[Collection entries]
▼

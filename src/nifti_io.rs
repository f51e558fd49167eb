//! NIfTI volume input and mask output
//!
//! Loads calibrated intensity volumes from NIfTI-1 bytes (plain or gzipped)
//! and writes masks back out as lossless uint8 NIfTI with the source
//! geometry preserved: dimensions, channel axis, voxel sizes, spatial unit
//! and affine.

use std::io::{Cursor, Write};
use std::path::Path;

use flate2::read::GzDecoder;
use flate2::write::GzEncoder;
use flate2::Compression;
use ndarray::Array;
use nifti::volume::ndarray::IntoNdArray;
use nifti::{InMemNiftiObject, NiftiHeader, NiftiObject};

use crate::mask::BinaryMask;
use crate::volume::{AxisCalibration, AxisLabel, Volume, VolumeGeometry};

const DT_UINT8: i16 = 2;
const DT_FLOAT32: i16 = 16;

/// Check if bytes are gzip compressed
pub fn is_gzip(bytes: &[u8]) -> bool {
    bytes.len() >= 2 && bytes[0] == 0x1f && bytes[1] == 0x8b
}

/// Get header info for diagnostics
fn get_header_info(bytes: &[u8]) -> String {
    if bytes.len() < 348 {
        return format!("File too small ({} bytes, need at least 348)", bytes.len());
    }

    let sizeof_hdr = i32::from_le_bytes([bytes[0], bytes[1], bytes[2], bytes[3]]);
    let magic = String::from_utf8_lossy(&bytes[344..348]).to_string();
    let datatype = i16::from_le_bytes([bytes[70], bytes[71]]);

    format!("sizeof_hdr={}, magic='{}', datatype={}", sizeof_hdr, magic, datatype)
}

/// Spatial unit name from the NIfTI `xyzt_units` code
fn unit_name(xyzt_units: u8) -> &'static str {
    match xyzt_units & 0x07 {
        1 => "meter",
        2 => "mm",
        3 => "micron",
        _ => "pixel",
    }
}

fn unit_code(unit: &str) -> u8 {
    match unit {
        "meter" | "m" => 1,
        "mm" => 2,
        "micron" | "um" | "µm" | "microns" => 3,
        _ => 0,
    }
}

fn parse_object(bytes: &[u8]) -> Result<InMemNiftiObject, String> {
    if is_gzip(bytes) {
        InMemNiftiObject::from_reader(GzDecoder::new(Cursor::new(bytes)))
            .map_err(|e| {
                let mut decoder = GzDecoder::new(Cursor::new(bytes));
                let mut decompressed = Vec::new();
                let info = if std::io::Read::read_to_end(&mut decoder, &mut decompressed).is_ok() {
                    get_header_info(&decompressed)
                } else {
                    "Could not decompress".to_string()
                };
                format!("Failed to read gzipped NIfTI: {} ({})", e, info)
            })
    } else {
        let info = get_header_info(bytes);
        InMemNiftiObject::from_reader(Cursor::new(bytes))
            .map_err(|e| format!("Failed to read NIfTI: {} ({})", e, info))
    }
}

/// Load a calibrated volume from NIfTI bytes
///
/// A fourth dimension is read as a channel axis. Intensities have the header
/// scaling applied.
pub fn load_volume(bytes: &[u8]) -> Result<Volume, String> {
    let obj = parse_object(bytes)?;
    let header = obj.header().clone();

    let ndim = header.dim[0] as usize;
    if ndim < 3 {
        return Err(format!("Expected at least 3D volume, got {}D", ndim));
    }

    let affine = get_affine(&header);
    let unit = unit_name(header.xyzt_units);
    let (vsx, vsy, vsz) = (
        header.pixdim[1] as f64,
        header.pixdim[2] as f64,
        header.pixdim[3] as f64,
    );

    let array: Array<f64, _> = obj
        .into_volume()
        .into_ndarray()
        .map_err(|e| format!("Failed to convert to ndarray: {}", e))?;

    // Use the actual array shape (nifti-rs may drop trailing singleton dims)
    let shape = array.shape().to_vec();
    if shape.len() < 3 {
        return Err(format!("Expected at least 3D array, got {}D", shape.len()));
    }
    let (nx, ny, nz) = (shape[0], shape[1], shape[2]);
    let channels = if shape.len() >= 4 { shape[3] } else { 1 };

    // Fortran order, channel slowest: index = x + y*nx + z*nx*ny + c*nx*ny*nz
    let mut data = Vec::with_capacity(nx * ny * nz * channels);
    if shape.len() == 3 {
        for k in 0..nz {
            for j in 0..ny {
                for i in 0..nx {
                    data.push(array[[i, j, k]]);
                }
            }
        }
    } else {
        // Higher dimensions beyond the channel axis are not supported; take index 0
        let mut index = vec![0usize; shape.len()];
        for c in 0..channels {
            for k in 0..nz {
                for j in 0..ny {
                    for i in 0..nx {
                        index[0] = i;
                        index[1] = j;
                        index[2] = k;
                        index[3] = c;
                        data.push(array[index.as_slice()]);
                    }
                }
            }
        }
    }

    // Zero pixdim is common in hand-made files; treat as unit voxels
    let sanitize = |v: f64| if v.is_finite() && v > 0.0 { v } else { 1.0 };
    let mut axes = vec![
        AxisCalibration::new(AxisLabel::X, unit, sanitize(vsx)),
        AxisCalibration::new(AxisLabel::Y, unit, sanitize(vsy)),
        AxisCalibration::new(AxisLabel::Z, unit, sanitize(vsz)),
    ];
    if channels > 1 {
        axes.push(AxisCalibration::new(AxisLabel::Channel, "", 1.0));
    }

    let geometry = VolumeGeometry {
        dims: (nx, ny, nz),
        channels,
        axes,
        affine,
    };
    Volume::new(geometry, data)
}

/// Get affine transformation matrix from header
fn get_affine(header: &NiftiHeader) -> [f64; 16] {
    // Prefer sform if available (sform_code > 0)
    if header.sform_code > 0 {
        let s = &header.srow_x;
        let t = &header.srow_y;
        let u = &header.srow_z;
        [
            s[0] as f64, s[1] as f64, s[2] as f64, s[3] as f64,
            t[0] as f64, t[1] as f64, t[2] as f64, t[3] as f64,
            u[0] as f64, u[1] as f64, u[2] as f64, u[3] as f64,
            0.0, 0.0, 0.0, 1.0,
        ]
    } else {
        let vsx = header.pixdim[1] as f64;
        let vsy = header.pixdim[2] as f64;
        let vsz = header.pixdim[3] as f64;
        [
            vsx, 0.0, 0.0, 0.0,
            0.0, vsy, 0.0, 0.0,
            0.0, 0.0, vsz, 0.0,
            0.0, 0.0, 0.0, 1.0,
        ]
    }
}

/// NIfTI-1 single-file header for a volume with the given geometry.
fn build_header(geometry: &VolumeGeometry, datatype: i16, bitpix: i16, cal_max: f32) -> Result<[u8; 348], String> {
    let (nx, ny, nz) = geometry.dims;
    let (vsx, vsy, vsz) = geometry.voxel_size();
    let channels = geometry.channels;

    for (name, n) in [("nx", nx), ("ny", ny), ("nz", nz), ("channels", channels)] {
        if n > i16::MAX as usize {
            return Err(format!("Dimension {}={} exceeds NIfTI-1 limit", name, n));
        }
    }

    let mut header = [0u8; 348];

    // sizeof_hdr = 348
    header[0..4].copy_from_slice(&348i32.to_le_bytes());

    // dim[0..7]
    let ndim: i16 = if channels > 1 { 4 } else { 3 };
    let dim: [i16; 8] = [ndim, nx as i16, ny as i16, nz as i16, channels as i16, 1, 1, 1];
    for (i, &d) in dim.iter().enumerate() {
        let offset = 40 + i * 2;
        header[offset..offset + 2].copy_from_slice(&d.to_le_bytes());
    }

    header[70..72].copy_from_slice(&datatype.to_le_bytes());
    header[72..74].copy_from_slice(&bitpix.to_le_bytes());

    // pixdim[0..7]
    let pixdim: [f32; 8] = [1.0, vsx as f32, vsy as f32, vsz as f32, 1.0, 1.0, 1.0, 1.0];
    for (i, &p) in pixdim.iter().enumerate() {
        let offset = 76 + i * 4;
        header[offset..offset + 4].copy_from_slice(&p.to_le_bytes());
    }

    // vox_offset = 352 (header + 4 bytes extension)
    header[108..112].copy_from_slice(&352.0f32.to_le_bytes());

    // scl_slope = 1.0, scl_inter = 0.0
    header[112..116].copy_from_slice(&1.0f32.to_le_bytes());
    header[116..120].copy_from_slice(&0.0f32.to_le_bytes());

    // xyzt_units
    header[123] = unit_code(geometry.spatial_unit());

    // cal_max / cal_min for display range
    header[124..128].copy_from_slice(&cal_max.to_le_bytes());

    // sform_code = 1 (scanner anat)
    header[254..256].copy_from_slice(&1i16.to_le_bytes());

    // srow_x, srow_y, srow_z
    let affine = &geometry.affine;
    for row in 0..3 {
        for col in 0..4 {
            let offset = 280 + row * 16 + col * 4;
            header[offset..offset + 4].copy_from_slice(&(affine[row * 4 + col] as f32).to_le_bytes());
        }
    }

    // magic = "n+1\0" for NIfTI-1 single file
    header[344..348].copy_from_slice(b"n+1\0");

    Ok(header)
}

fn assemble(header: &[u8; 348], payload: &[u8]) -> Result<Vec<u8>, String> {
    let mut buffer = Vec::with_capacity(352 + payload.len());
    buffer.write_all(header).map_err(|e| format!("Write header failed: {}", e))?;
    // Extension (4 bytes, all zeros = no extension)
    buffer.write_all(&[0u8; 4]).map_err(|e| format!("Write extension failed: {}", e))?;
    buffer.write_all(payload).map_err(|e| format!("Write data failed: {}", e))?;
    Ok(buffer)
}

/// Encode a binary mask as uint8 NIfTI bytes
///
/// The mask is replicated across every channel of its geometry.
pub fn save_mask(mask: &BinaryMask) -> Result<Vec<u8>, String> {
    let header = build_header(mask.geometry(), DT_UINT8, 8, 1.0)?;
    assemble(&header, &mask.to_volume_layout())
}

/// Encode a spatial float map (cost map, masked intensities) as float32 NIfTI bytes
///
/// `data` may hold one spatial volume or one per channel of `geometry`.
pub fn save_map(data: &[f64], geometry: &VolumeGeometry) -> Result<Vec<u8>, String> {
    let mut geometry = geometry.clone();
    if data.len() == geometry.spatial_len() {
        geometry = geometry.with_channels(1);
    } else if data.len() != geometry.len() {
        return Err(format!(
            "Map has {} values, expected {} or {}",
            data.len(), geometry.spatial_len(), geometry.len()
        ));
    }
    let header = build_header(&geometry, DT_FLOAT32, 32, 0.0)?;
    let mut payload = Vec::with_capacity(data.len() * 4);
    for &val in data {
        payload.extend_from_slice(&(val as f32).to_le_bytes());
    }
    assemble(&header, &payload)
}

fn gzip(bytes: &[u8]) -> Result<Vec<u8>, String> {
    let mut encoder = GzEncoder::new(Vec::new(), Compression::default());
    encoder
        .write_all(bytes)
        .map_err(|e| format!("Gzip compression failed: {}", e))?;
    encoder.finish().map_err(|e| format!("Gzip finish failed: {}", e))
}

fn write_bytes(path: &Path, bytes: Vec<u8>) -> Result<(), String> {
    let bytes = if path.to_string_lossy().ends_with(".gz") {
        gzip(&bytes)?
    } else {
        bytes
    };
    if let Some(parent) = path.parent() {
        if !parent.as_os_str().is_empty() {
            std::fs::create_dir_all(parent)
                .map_err(|e| format!("Failed to create directory '{}': {}", parent.display(), e))?;
        }
    }
    std::fs::write(path, &bytes)
        .map_err(|e| format!("Failed to write file '{}': {}", path.display(), e))
}

/// Read a volume from a filesystem path
///
/// The content is decoded as NIfTI whatever the extension; gzip is auto-detected.
pub fn read_volume_file(path: &Path) -> Result<Volume, String> {
    let bytes = std::fs::read(path)
        .map_err(|e| format!("Failed to read file '{}': {}", path.display(), e))?;
    load_volume(&bytes)
}

/// Save a mask to a file, gzip compressed when the path ends with `.gz`.
pub fn save_mask_to_file(path: &Path, mask: &BinaryMask) -> Result<(), String> {
    write_bytes(path, save_mask(mask)?)
}

/// Save a float map to a file, gzip compressed when the path ends with `.gz`.
pub fn save_map_to_file(path: &Path, data: &[f64], geometry: &VolumeGeometry) -> Result<(), String> {
    write_bytes(path, save_map(data, geometry)?)
}

/// Encode a volume as float32 NIfTI bytes.
pub fn save_volume(volume: &Volume) -> Result<Vec<u8>, String> {
    save_map(volume.data(), volume.geometry())
}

▲

Requirement:
Copy all lines of the records that have the string "AxisLabel" in them.

Solution for this problem:
use crate::volume::{AxisCalibration, AxisLabel, Volume, VolumeGeometry};
        AxisCalibration::new(AxisLabel::X, unit, sanitize(vsx)),
        AxisCalibration::new(AxisLabel::Y, unit, sanitize(vsy)),
        AxisCalibration::new(AxisLabel::Z, unit, sanitize(vsz)),
        axes.push(AxisCalibration::new(AxisLabel::Channel, "", 1.0));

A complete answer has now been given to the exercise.